## ACTIVITY
This exercise calls for the listing to be set down exactly.

*** Opening of EXTRACTED ENTRIES ***

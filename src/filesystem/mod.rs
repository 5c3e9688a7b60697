// src/filesystem/mod.rs

//! Filesystem operations for package installation
//!
//! This module provides:
//! - Install path resolution for archive members (root + prefix + name)
//! - BSD file flag parsing from archive extended headers
//! - Ownership/mode/flag application and flag-aware removal helpers
//! - The archive extractor that writes members and reports them for the catalog

pub mod extractor;
pub mod flags;
pub mod path;
pub mod posix;

pub use extractor::{EntryKind, ExtractedEntry, Extraction, Extractor};
pub use posix::EntryMeta;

*** Close of EXTRACTED ENTRIES ***

## RESULT
filename src/filesystem/mod.rs
repository 5c3e9688a7b60697
// src/filesystem/mod.rs

//! Filesystem operations for package installation
//!
//! This module provides:
//! - Install path resolution for archive members (root + prefix + name)
//! - BSD file flag parsing from archive extended headers
//! - Ownership/mode/flag application and flag-aware removal helpers
//! - The archive extractor that writes members and reports them for the catalog

pub mod extractor;
pub mod flags;
pub mod path;
pub mod posix;

pub use extractor::{EntryKind, ExtractedEntry, Extraction, Extractor};
pub use posix::EntryMeta;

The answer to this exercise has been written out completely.